Monday, August 30, 2010

Rifle-Qual!

Well, you are reading the blog of one of America's finest who just qualified as a sharpshooter. Yep. Go me!
Good things come to those who persist and do NOT give up, even under threat of heatstroke!
Honestly though if Mr. Highmountain hadn't offered me a waterbottle before we started, I probably would have keeled over before the qual...
So, I stood there in the entirely inadequate shadow provided by the range and I listened and I tried very hard to absorb everything that was said by the four instructors. It was harder than it might otherwise have been because I didn't actually have a firearm as I was listening to the explanation and some of the more kinetic learners were fiddling with the fiddly bits of their firearms while I was trying to listen.
So things got sorted out and we all got our stations and I DID get a firearm then. It was lighter than I expected it would be, which surprised me. It was also, I found out very quickly, not inclined to kill me via recoil, which was very nice.
I should quickly point out here that my previous experience has been entirely limited to plinking with a .22 at the end of a safety course and then shooting a handgun in Nebraska to the derision of my brother, his friend and his friend's father. My own dad just stood by looking a bit embarrassed for me. Neither of the two experiences did anything for my confidence. Then there was Boot and contrary to what you might expect, I didn't get to shoot anything there because I was waiting for a piece of paper that would declare me to be sane.
(By the way, I think it's important for my readership to know that I'm listening to Men of Harlech right now and am humming along under my breath.

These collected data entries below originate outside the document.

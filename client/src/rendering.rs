use crate::views::{AnswerContent, GameResult, ViewSet, ALPHABET};
use macroquad::prelude::*;

const LETTERS_PER_ROW: usize = 13;
const LETTER_SIZE: f32 = 44.0;
const LETTER_GAP: f32 = 8.0;

const BACKGROUND: Color = Color::new(0.1, 0.1, 0.12, 1.0);
const PANEL: Color = Color::new(0.2, 0.2, 0.24, 1.0);
const MISSED: Color = Color::new(0.55, 0.2, 0.2, 1.0);

/// Screen geometry shared by the renderer and the input hit tests
#[derive(Debug, Clone, Copy, PartialEq)]
pub struct Layout {
    pub width: f32,
    pub height: f32,
}

impl Layout {
    pub fn new(width: f32, height: f32) -> Self {
        Self { width, height }
    }

    pub fn options_button(&self) -> Rect {
        Rect::new(20.0, 20.0, 160.0, 40.0)
    }

    pub fn reveal_button(&self) -> Rect {
        Rect::new(self.width * 0.4, self.height * 0.5, 180.0, 40.0)
    }

    pub fn gallows(&self) -> Rect {
        Rect::new(40.0, 90.0, self.width * 0.3, self.height * 0.55)
    }

    /// Button for the `index`-th letter of the alphabet, laid out in two rows
    pub fn letter_button(&self, index: usize) -> Rect {
        let row = index / LETTERS_PER_ROW;
        let column = index % LETTERS_PER_ROW;
        let row_width = LETTERS_PER_ROW as f32 * (LETTER_SIZE + LETTER_GAP) - LETTER_GAP;
        let x = (self.width - row_width) / 2.0 + column as f32 * (LETTER_SIZE + LETTER_GAP);
        let y = self.height - 2.0 * (LETTER_SIZE + LETTER_GAP) - 30.0
            + row as f32 * (LETTER_SIZE + LETTER_GAP);
        Rect::new(x, y, LETTER_SIZE, LETTER_SIZE)
    }

    pub fn letter_at(&self, point: Vec2) -> Option<char> {
        ALPHABET
            .enumerate()
            .find(|(index, _)| self.letter_button(*index).contains(point))
            .map(|(_, letter)| letter)
    }
}

pub struct Renderer {
    layout: Layout,
}

impl Renderer {
    pub fn new(width: f32, height: f32) -> Self {
        Renderer {
            layout: Layout::new(width, height),
        }
    }

    pub fn layout(&self) -> Layout {
        self.layout
    }

    pub fn render(&mut self, views: &ViewSet, status: Option<&str>) {
        self.layout = Layout::new(screen_width(), screen_height());
        clear_background(BACKGROUND);

        self.draw_options(views);
        self.draw_gallows(views);
        self.draw_word(views);
        self.draw_banner(views);
        self.draw_answer(views);
        self.draw_alphabet(views);

        if let Some(status) = status {
            draw_text(status, 20.0, self.layout.height - 8.0, 18.0, ORANGE);
        }
    }

    fn draw_button(&self, rect: Rect, label: &str, fill: Color, text: Color) {
        draw_rectangle(rect.x, rect.y, rect.w, rect.h, fill);
        draw_rectangle_lines(rect.x, rect.y, rect.w, rect.h, 2.0, LIGHTGRAY);

        let size = measure_text(label, None, 24, 1.0);
        draw_text(
            label,
            rect.x + (rect.w - size.width) / 2.0,
            rect.y + (rect.h + size.height) / 2.0,
            24.0,
            text,
        );
    }

    fn draw_options(&self, views: &ViewSet) {
        let options = views.options.borrow();
        self.draw_button(self.layout.options_button(), options.label(), PANEL, WHITE);
    }

    fn draw_gallows(&self, views: &ViewSet) {
        let progress = views.progress.borrow();
        let area = self.layout.gallows();
        let base_y = area.y + area.h;
        let pole_x = area.x + area.w * 0.25;
        let beam_end = area.x + area.w * 0.75;
        let rope_end = area.y + area.h * 0.15;

        draw_line(area.x, base_y, area.x + area.w, base_y, 4.0, LIGHTGRAY);
        draw_line(pole_x, base_y, pole_x, area.y, 4.0, LIGHTGRAY);
        draw_line(pole_x, area.y, beam_end, area.y, 4.0, LIGHTGRAY);
        draw_line(beam_end, area.y, beam_end, rope_end, 2.0, LIGHTGRAY);

        // Figure parts scale to the threshold so the last miss completes it
        let parts = 6.0;
        let shown = if progress.threshold == 0 {
            0
        } else {
            ((progress.stage as f32 / progress.threshold as f32) * parts).round() as u32
        };

        let head_radius = area.h * 0.08;
        let head_y = rope_end + head_radius;
        let body_top = head_y + head_radius;
        let body_bottom = body_top + area.h * 0.3;
        let arm_y = body_top + area.h * 0.08;
        let spread = area.w * 0.12;

        if shown >= 1 {
            draw_circle_lines(beam_end, head_y, head_radius, 3.0, WHITE);
        }
        if shown >= 2 {
            draw_line(beam_end, body_top, beam_end, body_bottom, 3.0, WHITE);
        }
        if shown >= 3 {
            draw_line(beam_end, arm_y, beam_end - spread, arm_y + spread, 3.0, WHITE);
        }
        if shown >= 4 {
            draw_line(beam_end, arm_y, beam_end + spread, arm_y + spread, 3.0, WHITE);
        }
        if shown >= 5 {
            draw_line(beam_end, body_bottom, beam_end - spread, body_bottom + spread * 1.5, 3.0, WHITE);
        }
        if shown >= 6 {
            draw_line(beam_end, body_bottom, beam_end + spread, body_bottom + spread * 1.5, 3.0, WHITE);
        }

        let caption = format!("{}/{}", progress.stage, progress.threshold);
        draw_text(&caption, area.x, area.y - 8.0, 20.0, GRAY);
    }

    fn draw_word(&self, views: &ViewSet) {
        let word = views.word.borrow();
        if word.cells.is_empty() {
            return;
        }

        let text = word.text();
        let size = measure_text(&text, None, 48, 1.0);
        let x = (self.layout.width * 0.4).max((self.layout.width - size.width) / 2.0);
        draw_text(&text, x, self.layout.height * 0.35, 48.0, WHITE);
    }

    fn draw_banner(&self, views: &ViewSet) {
        let banner = views.banner.borrow();
        let (text, color) = match banner.current {
            Some(GameResult::Won) => ("You won!", GREEN),
            Some(GameResult::Lost) => ("Out of guesses", RED),
            None => return,
        };
        draw_text(text, self.layout.width * 0.4, self.layout.height * 0.2, 40.0, color);
    }

    fn draw_answer(&self, views: &ViewSet) {
        let answer = views.answer.borrow();
        if !answer.visible {
            return;
        }

        match &answer.content {
            Some(AnswerContent::Answer(word)) => {
                let text = format!("The word was {}", word);
                draw_text(&text, self.layout.width * 0.4, self.layout.height * 0.55, 28.0, YELLOW);
            }
            Some(AnswerContent::Message(message)) => {
                draw_text(message, self.layout.width * 0.4, self.layout.height * 0.55, 22.0, ORANGE);
            }
            None if answer.reveal_offered => {
                self.draw_button(self.layout.reveal_button(), "Reveal answer", PANEL, YELLOW);
            }
            None => {}
        }
    }

    fn draw_alphabet(&self, views: &ViewSet) {
        let alphabet = views.alphabet.borrow();

        for (index, letter) in ALPHABET.enumerate() {
            let rect = self.layout.letter_button(index);
            let (fill, text) = if !alphabet.is_enabled(letter) {
                (DARKGRAY, GRAY)
            } else if alphabet.is_missed(letter) {
                (MISSED, WHITE)
            } else {
                (PANEL, WHITE)
            };
            self.draw_button(rect, &letter.to_string(), fill, text);
        }
    }
}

Yeah, I'm a little proud of myself...the reward is wicked awesome Welsh men's choral singing)
Anyway, there I was. I sat on my bench and helpful people fiddled with a box on my bench that was supposed to help me steady my rifle. I was grateful for this. And then they used very complicated and formulaic words to basically tell me "Fire at your own pace and take your time so you don't screw up." I took my time all right. This turned out to be a sort of test round. We did... five of these I think.
Anyway, at the end of the five, I was pretty proud of myself but also kind of tired and heat-sapped (heat-sapped is my own oh-so-original way of saying that because it was hot I was really tired and didn't want to do anything except die of overheating).
Little did I know that the true qualification was just beginning!
I cannot say I have ever been formally introduced to the prone, kneeling and standing stances for firing a rifle. I have been pushed into them, but not formally introduced.
First there was prone.
I will say this for prone- I couldn't fall over and that was an improvement in some important respects from the other two. The really bad thing though was my inability to breathe and fire my firearm with any degree of accuracy. I lay there on the concrete thinking "How the hell do I line everything up and fire without my safety glasses falling off of my face and blinding me? And how do I breathe?"
It was difficult, but somehow I got through it.
I kept making dumb mistakes- no 'breaking blue', but stupid things like leaving the safety on for longer than it ought to be.
Then there was kneeling. Kneeling was... odd. I didn't like it very much. Towards the very end of shooting kneeling, I sort of got the idea and got much more steady. I thought it was probably too little too late.
At last it was time for the standing position. This was not much fun either, but we apparently had ten minutes for it. I had resolved that it would not, in fact could not take me ten minutes because I had a mission to accomplish- get a good sight picture and don't screw it up by moving my firearm away from my head. I honestly had difficulty understanding how someone could _take_ ten minutes for ten shots. Somewhere in the middle, what with holding my breath and all, I would invariably lose count and despair. In my despair, I apparently relaxed enough to do well, at least this was according to one of my two coachs. I can't really thank this one guy enough though. He was kind enough to help me reload my magazines. That was about the one thing I was pretty sure I could do without screwing up too badly, but about half-way through the whole qual I got pretty badly rattled, I'm not sure by what, and I couldn't even load a magazine. I felt like a completely useless berk, but he patiently helped me out. I owe him cookies or something.
The whole thing was an experience. It was overall a good experience and I'm glad I didn't quit the handful of times I felt like quitting would have been more productive than not. I learned a lot, and I would very much like to go back at some date in the far distant future and improve my skills. But I really think I need one-on-one tutoring with someone who is very, very, very patient. Like St. Monica patient.